3. If you have portals, you can load on demand - but try and do some prediction so that likely cells data is loaded ahead of its portal being visible.

4. Consider LOD for the data in the cells - load the low LOD data for all cells neighbouring the current one - so even if the player takes an unexpected path, you can still show them something on screen and be loading the high LOD data while they approach the cell.

5. Compress the data - all of it - for geometry, pre-process the float values or LZ style compression won''t do much for you (the paper on the Java3D compression schemes might give you some ideas though the overall technique is patented). The CPU is always faster than any file access so compression is desirable.

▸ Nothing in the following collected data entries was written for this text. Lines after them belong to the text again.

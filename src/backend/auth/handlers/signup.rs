/**
 * Signup Handler
 *
 * POST /signup - registers a password-based account.
 *
 * # Responses
 *
 * - `201 Created` with `{message, userId}` on success
 * - `400 Bad Request` with `{error}` on malformed input or a duplicate email
 * - `500 Internal Server Error` on hashing or store failure
 */

use std::sync::Arc;

use axum::{extract::State, http::StatusCode, response::Json};

use crate::backend::auth::error::AuthError;
use crate::backend::auth::service::AuthService;
use crate::shared::api::{SignupRequest, SignupResponse};

/// Sign up handler
///
/// Delegates validation, duplicate detection, and hashing to the service;
/// responds `201` with the new user's ID.
pub async fn signup(
    State(auth): State<Arc<AuthService>>,
    Json(request): Json<SignupRequest>,
) -> Result<(StatusCode, Json<SignupResponse>), AuthError> {
    tracing::info!("Signup request for email: {}", request.email);

    let user_id = auth
        .signup(&request.full_name, &request.email, &request.password, request.role)
        .await?;

    Ok((
        StatusCode::CREATED,
        Json(SignupResponse {
            message: "User created successfully".to_string(),
            user_id,
        }),
    ))
}
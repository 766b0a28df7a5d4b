//! Authentication API integration tests
//!
//! End-to-end tests of the signup, login, and `/me` endpoints over the real
//! router with an in-memory user store.

mod common;

use axum::http::StatusCode;
use motalk::backend::auth::sessions::{create_token_at, TOKEN_TTL_SECS};
use motalk::client::credentials::CredentialStore;
use motalk::client::session::{Session, Surface};
use motalk::shared::user::{Role, UserProfile};
use std::time::{SystemTime, UNIX_EPOCH};
use uuid::Uuid;

use common::test_server;

#[tokio::test]
async fn test_signup_then_login() {
    let server = test_server(None);

    let response = server
        .post("/signup")
        .json(&serde_json::json!({
            "full_name": "A B",
            "email": "a@students.uonbi.ac.ke",
            "password": "secret1"
        }))
        .await;

    assert_eq!(response.status_code(), StatusCode::CREATED);
    let body: serde_json::Value = response.json();
    assert_eq!(body["message"], "User created successfully");
    assert!(body.get("userId").is_some());

    let response = server
        .post("/login")
        .json(&serde_json::json!({
            "email": "a@students.uonbi.ac.ke",
            "password": "secret1"
        }))
        .await;

    assert_eq!(response.status_code(), StatusCode::OK);
    let body: serde_json::Value = response.json();
    assert_eq!(body["message"], "Login successful");
    assert_eq!(body["user"]["role"], "user");
    assert!(!body["token"].as_str().unwrap().is_empty());
    // The sanitized user carries no password material.
    assert!(body["user"].get("password_hash").is_none());
}

#[tokio::test]
async fn test_signup_duplicate_email() {
    let server = test_server(None);

    let first = server
        .post("/signup")
        .json(&serde_json::json!({
            "full_name": "A B",
            "email": "dup@example.com",
            "password": "secret1"
        }))
        .await;
    assert_eq!(first.status_code(), StatusCode::CREATED);

    let second = server
        .post("/signup")
        .json(&serde_json::json!({
            "full_name": "C D",
            "email": "dup@example.com",
            "password": "other-password"
        }))
        .await;

    assert_eq!(second.status_code(), StatusCode::BAD_REQUEST);
    let body: serde_json::Value = second.json();
    assert_eq!(body["error"], "Email already registered");

    // The original credentials still log in; no row was overwritten.
    let login = server
        .post("/login")
        .json(&serde_json::json!({
            "email": "dup@example.com",
            "password": "secret1"
        }))
        .await;
    assert_eq!(login.status_code(), StatusCode::OK);
}

#[tokio::test]
async fn test_login_unregistered_email() {
    let server = test_server(None);

    let response = server
        .post("/login")
        .json(&serde_json::json!({
            "email": "x@nowhere.com",
            "password": "secret1"
        }))
        .await;

    assert_eq!(response.status_code(), StatusCode::BAD_REQUEST);
    let body: serde_json::Value = response.json();
    assert!(body.get("token").is_none());
    assert_eq!(body["message"], "Invalid email or password");
}

#[tokio::test]
async fn test_login_wrong_password() {
    let server = test_server(None);

    server
        .post("/signup")
        .json(&serde_json::json!({
            "full_name": "A B",
            "email": "a@example.com",
            "password": "secret1"
        }))
        .await;

    let response = server
        .post("/login")
        .json(&serde_json::json!({
            "email": "a@example.com",
            "password": "wrong-password"
        }))
        .await;

    assert_eq!(response.status_code(), StatusCode::BAD_REQUEST);
    let body: serde_json::Value = response.json();
    assert!(body.get("token").is_none());
    // Identical message to the unknown-email case.
    assert_eq!(body["message"], "Invalid email or password");
}

#[tokio::test]
async fn test_admin_login_routes_to_admin_surface() {
    let server = test_server(None);

    server
        .post("/signup")
        .json(&serde_json::json!({
            "full_name": "News Admin",
            "email": "admin@example.com",
            "password": "secret1",
            "role": "admin"
        }))
        .await;

    let response = server
        .post("/login")
        .json(&serde_json::json!({
            "email": "admin@example.com",
            "password": "secret1"
        }))
        .await;

    assert_eq!(response.status_code(), StatusCode::OK);
    let body: serde_json::Value = response.json();
    assert_eq!(body["user"]["role"], "admin");

    // Feed the response into the client session: routing must select the
    // administrative surface.
    let dir = tempfile::tempdir().unwrap();
    let store = CredentialStore::with_path(dir.path().join("credentials.json")).unwrap();
    let mut session = Session::new(store);
    session.begin_login();

    let user: UserProfile = serde_json::from_value(body["user"].clone()).unwrap();
    assert_eq!(user.role, Role::Admin);
    session
        .complete_login(user, body["token"].as_str().unwrap().to_string())
        .unwrap();
    assert_eq!(session.surface(), Surface::AdminHome);
}

#[tokio::test]
async fn test_me_returns_profile() {
    let server = test_server(None);

    server
        .post("/signup")
        .json(&serde_json::json!({
            "full_name": "A B",
            "email": "a@example.com",
            "password": "secret1"
        }))
        .await;

    let login: serde_json::Value = server
        .post("/login")
        .json(&serde_json::json!({
            "email": "a@example.com",
            "password": "secret1"
        }))
        .await
        .json();
    let token = login["token"].as_str().unwrap();

    let response = server
        .get("/me")
        .add_header("Authorization", format!("Bearer {}", token))
        .await;

    assert_eq!(response.status_code(), StatusCode::OK);
    let body: serde_json::Value = response.json();
    assert_eq!(body["email"], "a@example.com");
    assert_eq!(body["full_name"], "A B");
}

#[tokio::test]
async fn test_me_without_token() {
    let server = test_server(None);

    let response = server.get("/me").await;

    assert_eq!(response.status_code(), StatusCode::FORBIDDEN);
    let body: serde_json::Value = response.json();
    assert_eq!(body["message"], "Token is required");
}

#[tokio::test]
async fn test_me_with_malformed_header() {
    let server = test_server(None);

    let response = server
        .get("/me")
        .add_header("Authorization", "Token abc")
        .await;

    assert_eq!(response.status_code(), StatusCode::FORBIDDEN);
}

#[tokio::test]
async fn test_me_with_garbage_token() {
    let server = test_server(None);

    let response = server
        .get("/me")
        .add_header("Authorization", "Bearer not.a.token")
        .await;

    assert_eq!(response.status_code(), StatusCode::FORBIDDEN);
    let body: serde_json::Value = response.json();
    assert_eq!(body["message"], "Token is not valid");
}

#[tokio::test]
async fn test_me_with_expired_token() {
    let server = test_server(None);

    let now = SystemTime::now()
        .duration_since(UNIX_EPOCH)
        .unwrap()
        .as_secs();
    let expired = create_token_at(Uuid::new_v4(), Role::User, now - 2 * TOKEN_TTL_SECS).unwrap();

    let response = server
        .get("/me")
        .add_header("Authorization", format!("Bearer {}", expired))
        .await;

    assert_eq!(response.status_code(), StatusCode::FORBIDDEN);
}

#[tokio::test]
async fn test_unknown_route_is_404() {
    let server = test_server(None);

    let response = server.get("/feed").await;
    assert_eq!(response.status_code(), StatusCode::NOT_FOUND);
}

6. If the data can be read from CD, take extra care to sort the pack file well - however some things like movies might do better on a different part of the CD. Look up "Constant Angular Velocity" - due to the physical nature of CDs, the data on them can be accessed at different rates at different parts of the disc. Seeks on CDs are very expensive - don''t do them unless necessary.

7. Use asyncronous file IO. However, beware that a) it doesn''t work on Windows95, only on 98 and above, b) some drivers for old hardware such as CD drives may say they support async mode and then end up stalling on data reads.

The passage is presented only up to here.